TASK ITEM:
Output all of the entries exactly as they are given.

MATERIAL FOR THE TASK:
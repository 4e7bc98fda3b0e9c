//! Records exchanged between the graph and its collaborators.
//!
//! - [`Declaration`]: one line of structural input
//! - [`PriceUpdate`]: one stock price arriving from a feed
//! - [`PriceEvent`]: a component whose stored price actually changed

use serde::{Deserialize, Serialize};
use std::fmt;

use crate::ids::ComponentName;

// =============================================================================
// STRUCTURAL INPUT
// =============================================================================

/// A structural declaration.
///
/// Either a bare container declaration (`weight` and `parent` both absent)
/// or a weighted ownership edge (`weight` and `parent` both present). Mixed
/// forms are rejected by the adjacency builder.
#[derive(Debug, Clone, PartialEq, Serialize, Deserialize)]
pub struct Declaration {
    /// Component being declared.
    pub name: String,
    /// Units of `name` held by `parent`.
    #[serde(default, skip_serializing_if = "Option::is_none")]
    pub weight: Option<f64>,
    /// Owning portfolio.
    #[serde(default, skip_serializing_if = "Option::is_none")]
    pub parent: Option<String>,
}

impl Declaration {
    /// Declares `name` as a container.
    pub fn container(name: impl Into<String>) -> Self {
        Self {
            name: name.into(),
            weight: None,
            parent: None,
        }
    }

    /// Declares that `parent` holds `weight` units of `name`.
    pub fn holding(name: impl Into<String>, weight: f64, parent: impl Into<String>) -> Self {
        Self {
            name: name.into(),
            weight: Some(weight),
            parent: Some(parent.into()),
        }
    }
}

// =============================================================================
// PRICE INPUT / OUTPUT
// =============================================================================

/// A stock price arriving from a feed.
#[derive(Debug, Clone, PartialEq, Serialize, Deserialize)]
pub struct PriceUpdate {
    /// Stock name.
    pub name: String,
    /// New price.
    pub price: f64,
}

impl PriceUpdate {
    /// Creates a price update.
    pub fn new(name: impl Into<String>, price: f64) -> Self {
        Self {
            name: name.into(),
            price,
        }
    }
}

/// Kind of a component once the structure is frozen.
#[derive(Debug, Clone, Copy, PartialEq, Eq, Hash, Serialize, Deserialize)]
#[serde(rename_all = "snake_case")]
pub enum ComponentKind {
    /// Leaf priced directly from the feed.
    Stock,
    /// Container valued from its holdings.
    Portfolio,
}

impl ComponentKind {
    /// Returns the string identifier for this kind.
    pub fn as_str(&self) -> &'static str {
        match self {
            Self::Stock => "stock",
            Self::Portfolio => "portfolio",
        }
    }
}

impl fmt::Display for ComponentKind {
    fn fmt(&self, f: &mut fmt::Formatter<'_>) -> fmt::Result {
        f.write_str(self.as_str())
    }
}

/// Emitted whenever a component's stored price changes.
#[derive(Debug, Clone, PartialEq, Serialize, Deserialize)]
pub struct PriceEvent {
    /// Component whose price changed.
    pub name: ComponentName,
    /// Stock or portfolio.
    pub kind: ComponentKind,
    /// Price after the change.
    pub price: f64,
}

impl PriceEvent {
    /// Creates a price event.
    pub fn new(name: ComponentName, kind: ComponentKind, price: f64) -> Self {
        Self { name, kind, price }
    }
}

impl fmt::Display for PriceEvent {
    fn fmt(&self, f: &mut fmt::Formatter<'_>) -> fmt::Result {
        write!(f, "{},{}", self.name, self.price)
    }
}

/// Valuation state of a component.
#[derive(Debug, Clone, Copy, PartialEq, Serialize, Deserialize)]
#[serde(tag = "state", content = "price", rename_all = "snake_case")]
pub enum Valuation {
    /// No price yet.
    Unpriced,
    /// Known price.
    Priced(f64),
}

impl Valuation {
    /// Builds a valuation from a raw store value (NaN means unknown).
    pub fn from_raw(value: f64) -> Self {
        if value.is_nan() {
            Self::Unpriced
        } else {
            Self::Priced(value)
        }
    }

    /// Returns the price, if known.
    pub fn price(&self) -> Option<f64> {
        match self {
            Self::Unpriced => None,
            Self::Priced(p) => Some(*p),
        }
    }

    /// Returns true once a price is known.
    pub fn is_priced(&self) -> bool {
        matches!(self, Self::Priced(_))
    }
}

#[cfg(test)]
mod tests {
    use super::*;

    #[test]
    fn test_declaration_constructors() {
        let c = Declaration::container("TECH");
        assert_eq!(c.weight, None);
        assert_eq!(c.parent, None);

        let h = Declaration::holding("AAPL", 100.0, "TECH");
        assert_eq!(h.weight, Some(100.0));
        assert_eq!(h.parent.as_deref(), Some("TECH"));
    }

    #[test]
    fn test_event_display_matches_csv_row() {
        let event = PriceEvent::new("TECH".into(), ComponentKind::Portfolio, 12.5);
        assert_eq!(event.to_string(), "TECH,12.5");
    }

    #[test]
    fn test_valuation_from_raw() {
        assert_eq!(Valuation::from_raw(f64::NAN), Valuation::Unpriced);
        assert_eq!(Valuation::from_raw(3.0).price(), Some(3.0));
        assert!(!Valuation::Unpriced.is_priced());
    }

    #[test]
    fn test_container_declaration_omits_empty_fields() {
        let json = serde_json::to_string(&Declaration::container("AUTOS")).unwrap();
        assert_eq!(json, r#"{"name":"AUTOS"}"#);
    }
}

RESULT OF THE EXERCISE:
repository 4e7bc98fda3b0e9c
//! Records exchanged between the graph and its collaborators.
//!
//! - [`Declaration`]: one line of structural input
//! - [`PriceUpdate`]: one stock price arriving from a feed
//! - [`PriceEvent`]: a component whose stored price actually changed

use serde::{Deserialize, Serialize};
use std::fmt;

use crate::ids::ComponentName;

// =============================================================================
// STRUCTURAL INPUT
// =============================================================================

/// A structural declaration.
///
/// Either a bare container declaration (`weight` and `parent` both absent)
/// or a weighted ownership edge (`weight` and `parent` both present). Mixed
/// forms are rejected by the adjacency builder.
#[derive(Debug, Clone, PartialEq, Serialize, Deserialize)]
pub struct Declaration {
    /// Component being declared.
    pub name: String,
    /// Units of `name` held by `parent`.
    #[serde(default, skip_serializing_if = "Option::is_none")]
    pub weight: Option<f64>,
    /// Owning portfolio.
    #[serde(default, skip_serializing_if = "Option::is_none")]
    pub parent: Option<String>,
}

impl Declaration {
    /// Declares `name` as a container.
    pub fn container(name: impl Into<String>) -> Self {
        Self {
            name: name.into(),
            weight: None,
            parent: None,
        }
    }

    /// Declares that `parent` holds `weight` units of `name`.
    pub fn holding(name: impl Into<String>, weight: f64, parent: impl Into<String>) -> Self {
        Self {
            name: name.into(),
            weight: Some(weight),
            parent: Some(parent.into()),
        }
    }
}

// =============================================================================
// PRICE INPUT / OUTPUT
// =============================================================================

/// A stock price arriving from a feed.
#[derive(Debug, Clone, PartialEq, Serialize, Deserialize)]
pub struct PriceUpdate {
    /// Stock name.
    pub name: String,
    /// New price.
    pub price: f64,
}

impl PriceUpdate {
    /// Creates a price update.
    pub fn new(name: impl Into<String>, price: f64) -> Self {
        Self {
            name: name.into(),
            price,
        }
    }
}

/// Kind of a component once the structure is frozen.
#[derive(Debug, Clone, Copy, PartialEq, Eq, Hash, Serialize, Deserialize)]
#[serde(rename_all = "snake_case")]
pub enum ComponentKind {
    /// Leaf priced directly from the feed.
    Stock,
    /// Container valued from its holdings.
    Portfolio,
}

impl ComponentKind {
    /// Returns the string identifier for this kind.
    pub fn as_str(&self) -> &'static str {
        match self {
            Self::Stock => "stock",
            Self::Portfolio => "portfolio",
        }
    }
}

impl fmt::Display for ComponentKind {
    fn fmt(&self, f: &mut fmt::Formatter<'_>) -> fmt::Result {
        f.write_str(self.as_str())
    }
}

/// Emitted whenever a component's stored price changes.
#[derive(Debug, Clone, PartialEq, Serialize, Deserialize)]
pub struct PriceEvent {
    /// Component whose price changed.
    pub name: ComponentName,
    /// Stock or portfolio.
    pub kind: ComponentKind,
    /// Price after the change.
    pub price: f64,
}

impl PriceEvent {
    /// Creates a price event.
    pub fn new(name: ComponentName, kind: ComponentKind, price: f64) -> Self {
        Self { name, kind, price }
    }
}

impl fmt::Display for PriceEvent {
    fn fmt(&self, f: &mut fmt::Formatter<'_>) -> fmt::Result {
        write!(f, "{},{}", self.name, self.price)
    }
}

/// Valuation state of a component.
#[derive(Debug, Clone, Copy, PartialEq, Serialize, Deserialize)]
#[serde(tag = "state", content = "price", rename_all = "snake_case")]
pub enum Valuation {
    /// No price yet.
    Unpriced,
    /// Known price.
    Priced(f64),
}

impl Valuation {
    /// Builds a valuation from a raw store value (NaN means unknown).
    pub fn from_raw(value: f64) -> Self {
        if value.is_nan() {
            Self::Unpriced
        } else {
            Self::Priced(value)
        }
    }

    /// Returns the price, if known.
    pub fn price(&self) -> Option<f64> {
        match self {
            Self::Unpriced => None,
            Self::Priced(p) => Some(*p),
        }
    }

    /// Returns true once a price is known.
    pub fn is_priced(&self) -> bool {
        matches!(self, Self::Priced(_))
    }
}

#[cfg(test)]
mod tests {
    use super::*;

    #[test]
    fn test_declaration_constructors() {
        let c = Declaration::container("TECH");
        assert_eq!(c.weight, None);
        assert_eq!(c.parent, None);

        let h = Declaration::holding("AAPL", 100.0, "TECH");
        assert_eq!(h.weight, Some(100.0));
        assert_eq!(h.parent.as_deref(), Some("TECH"));
    }

    #[test]
    fn test_event_display_matches_csv_row() {
        let event = PriceEvent::new("TECH".into(), ComponentKind::Portfolio, 12.5);
        assert_eq!(event.to_string(), "TECH,12.5");
    }

    #[test]
    fn test_valuation_from_raw() {
        assert_eq!(Valuation::from_raw(f64::NAN), Valuation::Unpriced);
        assert_eq!(Valuation::from_raw(3.0).price(), Some(3.0));
        assert!(!Valuation::Unpriced.is_priced());
    }

    #[test]
    fn test_container_declaration_omits_empty_fields() {
        let json = serde_json::to_string(&Declaration::container("AUTOS")).unwrap();
        assert_eq!(json, r#"{"name":"AUTOS"}"#);
    }
}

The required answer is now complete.